Старый мушкетер имел дерзость остаться последним в гостиной г-жи Фирмиани; он спокойно сидел в кресле с назойливостью мухи, которую нужно убить, чтобы от нее избавиться. Часы показывали два часа ночи.
— Сударыня, — сказал старый дворянин в тот момент, когда г-жа Фирмиани поднялась, давая понять гостю, что он доставил бы ей удовольствие своим уходом, — сударыня, я дядя господина Октава де Кана.

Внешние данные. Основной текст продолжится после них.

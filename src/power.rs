//! Lazy power set enumeration: [`PowerSetView`].

use crate::prelude::*;
use num_bigint::BigUint;
use num_traits::ToPrimitive;

/// The largest origin size whose power set we agree to enumerate.
///
/// Subsets are indexed by a bitmask over the origin, so the enumeration index for an origin of n
/// elements ranges over [0, 2^n). Capping n keeps that index comfortably within a native
/// integer.
pub const MAX_POWER_SET_LEN: usize = 30;

/// The power set P(A) of an origin set, enumerated lazily.
///
/// The elements are themselves sets, namely [`ExtensionalSet`] values: every enumerated subset
/// of a finite origin is finite and explicit by construction. Construction of the view is
/// constant-time and never fails; enumeration requires the origin to be finite with at most
/// [`MAX_POWER_SET_LEN`] elements and fails explicitly otherwise.
///
/// Membership does not consult the enumeration at all: a candidate belongs to P(A) exactly when
/// every element of the candidate belongs to A. This works even when A is infinite.
pub struct PowerSetView<T: Element> {
    /// The set whose subsets are enumerated.
    origin: MathSet<T>,
}

impl<T: Element> PowerSetView<T> {
    /// The view of P(origin).
    #[must_use]
    pub fn new(origin: MathSet<T>) -> Self {
        Self { origin }
    }

    /// The set whose subsets this view ranges over.
    #[must_use]
    pub fn origin(&self) -> &MathSet<T> {
        &self.origin
    }
}

impl<T: Element> crate::Seal for PowerSetView<T> {}

impl<T: Element> SetRepr<ExtensionalSet<T>> for PowerSetView<T> {
    fn contains(&self, candidate: &ExtensionalSet<T>) -> bool {
        candidate.iter().all(|x| self.origin.contains(x))
    }

    /// 2^|A| for finite origins. The power set of any infinite set is uncountable, and in
    /// particular so is 2^ℕ.
    fn cardinality(&self) -> Cardinality {
        match self.origin.cardinality() {
            Cardinality::Finite(count) => match count.to_usize() {
                Some(n) => Cardinality::Finite(BigUint::from(1u8) << n),
                None => Cardinality::Unknown,
            },
            Cardinality::CountablyInfinite | Cardinality::Uncountable => Cardinality::Uncountable,
            Cardinality::Unknown => Cardinality::Unknown,
        }
    }

    /// Enumerates subsets by iterating a bitmask over [0, 2^n) and testing each bit.
    fn try_elements(&self) -> Result<BoxIter<'_, ExtensionalSet<T>>, SetError> {
        let cardinality = self.origin.cardinality();
        if !cardinality.is_finite() {
            return Err(SetError::NotMaterializable { cardinality });
        }

        let origin = self.origin.materialize()?;
        let size = origin.card();
        if size > MAX_POWER_SET_LEN {
            return Err(SetError::PowerSetTooLarge { size });
        }

        Ok(Box::new(Subsets::new(&origin)))
    }

    fn describe(&self, f: &mut Formatter<'_>) -> FmtResult {
        write!(f, "P({})", self.origin)
    }
}

/// Enumerates every subset of a finite origin, indexed by bitmask.
///
/// Distinct masks yield distinct subsets since the origin is deduplicated, so no further
/// deduplication is needed.
struct Subsets<T: Element> {
    /// The origin's elements, in enumeration order.
    elements: Vec<T>,
    /// The next subset to yield, one bit per origin element.
    mask: u64,
    /// One past the last mask, i.e. 2^n.
    end: u64,
}

impl<T: Element> Subsets<T> {
    /// Starts the enumeration from the empty subset.
    fn new(origin: &ExtensionalSet<T>) -> Self {
        let elements: Vec<T> = origin.iter().cloned().collect();
        let end = 1u64 << elements.len();
        Self {
            elements,
            mask: 0,
            end,
        }
    }
}

impl<T: Element> Iterator for Subsets<T> {
    type Item = ExtensionalSet<T>;

    fn next(&mut self) -> Option<ExtensionalSet<T>> {
        if self.mask == self.end {
            return None;
        }

        let mask = self.mask;
        self.mask += 1;
        Some(
            self.elements
                .iter()
                .enumerate()
                .filter(|(bit, _)| mask >> bit & 1 == 1)
                .map(|(_, x)| x.clone())
                .collect(),
        )
    }
}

Не в силах скрыть своего волнения, г-жа Фирмиани поспешно села. Несмотря на свою проницательность, садовод не понял, отчего она бледнела и краснела: от стыда или от удовольствия. К некоторым удовольствиям примешивается немного робкой стыдливости, того восхитительного волнения, которое даже самое целомудренное сердце желало бы оставить в тайне. Чем более деликатна женщина, тем больше желает она скрыть свои душевные движения. Многие женщины, непостижимые в своих божественных капризах, желают часто слышать, как произносится всеми имя, которое иной раз они хотели бы похоронить в своем сердце. Старик Бурбонн не совсем так истолковал смущение г-жи Фирмиани, но простим ему; деревенский житель был недоверчив.
— Итак, сударь? — сказала ему г-жа Фирмиани, бросая на него один из тех светлых, ясных взглядов, в которых мы, мужчины, никогда ничего не можем увидеть, потому что в них слишком глубоко запрятан вопрос.

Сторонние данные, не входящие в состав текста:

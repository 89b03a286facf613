//! # Lazy mathematical sets
//!
//! This crate models mathematical sets that may be given either by explicitly listing their
//! members ([`ExtensionalSet`]) or by a predicate over a possibly infinite domain
//! ([`IntensionalSet`]). Sets are enumerated lazily, their size is classified by a coarse
//! [`Cardinality`] tag, and no operation ever silently forces an infinite collection into finite
//! memory: anything that would is fallible and returns a [`SetError`] instead.
//!
//! The entry point is [`MathSet`](set::MathSet), a cheap-to-clone handle over any representation.
//! All representations are immutable once built, so handles can be shared freely, including
//! across threads. Algebra operations return new handles and pick the cheapest representation
//! that preserves exact membership semantics; the choice is never observable beyond performance.

#![warn(clippy::pedantic)]
#![warn(missing_docs)]
#![warn(clippy::missing_safety_doc)]
#![warn(clippy::missing_docs_in_private_items)]

pub mod bitvector;
pub mod cardinality;
pub mod error;
pub mod extensional;
pub mod intensional;
pub mod mapped;
pub mod power;
pub mod prelude;
pub mod set;
pub mod universal;
pub mod view;


use prelude::*;

/// Small vector.
type SmallVec<T> = smallvec::SmallVec<[T; 2]>;

/// A fresh, lazily evaluated traversal over the elements of a set.
///
/// Each call to [`MathSet::elements`](set::MathSet::elements) produces an independent traversal
/// from the start. Advancing the iterator performs exactly the incremental work needed for the
/// next element; a consumer that stops pulling simply abandons the sequence.
pub type BoxIter<'a, T> = Box<dyn Iterator<Item = T> + 'a>;

/// The bound required of set elements.
///
/// Elements are opaque values: the crate only ever clones them, compares them for equality, and
/// hashes them. The bound is blanket-implemented, so any suitable type qualifies. Notably,
/// [`ExtensionalSet`] itself qualifies, which is what lets power sets contain sets.
pub trait Element: Clone + Eq + Hash + Debug + Send + Sync + 'static {}

impl<T: Clone + Eq + Hash + Debug + Send + Sync + 'static> Element for T {}

/// A seal for [`SetRepr`], avoiding foreign implementations.
trait Seal {}

/// The contract shared by every set representation.
///
/// The trait is sealed: the set of representations is closed, which is what allows
/// [`MathSet`](set::MathSet) to dispatch algebra operations over the full combination table.
///
/// ## Contracts
///
/// - [`contains`](Self::contains) is total for every representation.
/// - [`try_elements`](Self::try_elements) yields every element satisfying membership, each
///   exactly once for finite sets, and never reorders an underlying domain.
/// - [`materialize`](Self::materialize) either returns a correct finite enumeration or fails; it
///   never truncates and never hangs.
#[allow(private_bounds)]
pub trait SetRepr<T: Element>: Seal + Send + Sync {
    /// Membership relation x ∈ A.
    fn contains(&self, x: &T) -> bool;

    /// The coarse size category of the set.
    fn cardinality(&self) -> Cardinality;

    /// A fresh lazy traversal over the elements of the set.
    ///
    /// Fails with [`SetError::NotEnumerable`] when the set's mathematical definition forbids
    /// enumeration, and with the underlying error when a derived enumeration is impossible.
    fn try_elements(&self) -> Result<BoxIter<'_, T>, SetError>;

    /// Forces the full membership into an explicit finite set.
    ///
    /// Fails with [`SetError::NotMaterializable`] whenever the cardinality is not finite.
    fn materialize(&self) -> Result<ExtensionalSet<T>, SetError> {
        let cardinality = self.cardinality();
        if cardinality.is_finite() {
            Ok(self.try_elements()?.collect())
        } else {
            Err(SetError::NotMaterializable { cardinality })
        }
    }

    /// Downcast to an eager extensional representation, if that's what this is.
    fn as_extensional(&self) -> Option<&ExtensionalSet<T>> {
        None
    }

    /// Downcast to a packed-bit representation, if that's what this is.
    fn as_bit_vector(&self) -> Option<&BitVectorSet> {
        None
    }

    /// Whether membership can be tested without enumerating anything.
    ///
    /// This is true for every representation except images of non-finite sets, whose membership
    /// test is existential over the source.
    fn cheap_contains(&self) -> bool {
        true
    }

    /// A representation-specific union fast path, tried before the general dispatch table.
    fn merge_union(&self, _other: &dyn SetRepr<T>) -> Option<Arc<dyn SetRepr<T>>> {
        None
    }

    /// A representation-specific intersection fast path, tried before the general dispatch table.
    fn merge_intersection(&self, _other: &dyn SetRepr<T>) -> Option<Arc<dyn SetRepr<T>>> {
        None
    }

    /// Writes the set in mathematical notation, without enumerating it.
    fn describe(&self, f: &mut Formatter<'_>) -> FmtResult;
}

— Итак, сударыня, — повторил дворянин, — знаете ли вы, что сообщили мне в глуши моей провинции? Мой племянник разорился из-за вас, несчастный ютится на чердаке, в то время как вы живете здесь в золоте и шелку. Вы мне простите мою деревенскую откровенность, вам, наверное, не мешает знать, как о вас злословят…
— Довольно, сударь! — сказала г-жа Фирмиани, останавливая дворянина повелительным жестом. — Я все это знаю. Вы слишком хорошо воспитаны, чтобы продолжать разговор на тему, которую я прошу оставить. Вы слишком галантны, в старом значении этого слова, — добавила она, придав своей фразе легкий оттенок иронии, — чтобы не знать, что не имеете ни малейшего права меня допрашивать. Наконец, смешно мне оправдываться. Я надеюсь, что вы достаточно хорошего мнения обо мне, чтобы поверить, какое глубокое презрение внушают мне деньги, хотя я и вышла замуж, не имея никакого состояния, за человека, обладавшего огромным состоянием. Мне безразлично, сударь, богат или беден ваш племянник. Если я принимала его, если я продолжаю его принимать, значит, я считаю, что он достоин быть в числе моих друзей. Все мои друзья, сударь, уважают друг друга: они знают, что я не имею обыкновения принимать у себя людей, если не ценю их; быть может, я недостаточно милосердна; но мой ангел-хранитель до сих пор внушал мне глубокое отвращение к пустой болтовне и нечестности.
Хотя первые фразы этой тирады г-жа Фирмиани произнесла слегка изменившимся голосом, последние слова были сказаны с апломбом Селимены, высмеивающей Мизантропа.[12]
— Сударыня, — продолжал граф взволнованным голосом, — я старик, почти отец Октаву и прежде всего почтительно прошу у вас прощения за один-единственный вопрос, который я осмеливаюсь задать: честное слово дворянина, ваш ответ умрет здесь, — сказал он, кладя руку на сердце, с движением поистине благоговейным. — Есть ли доля правды в этом злословии? Вы любите Октава?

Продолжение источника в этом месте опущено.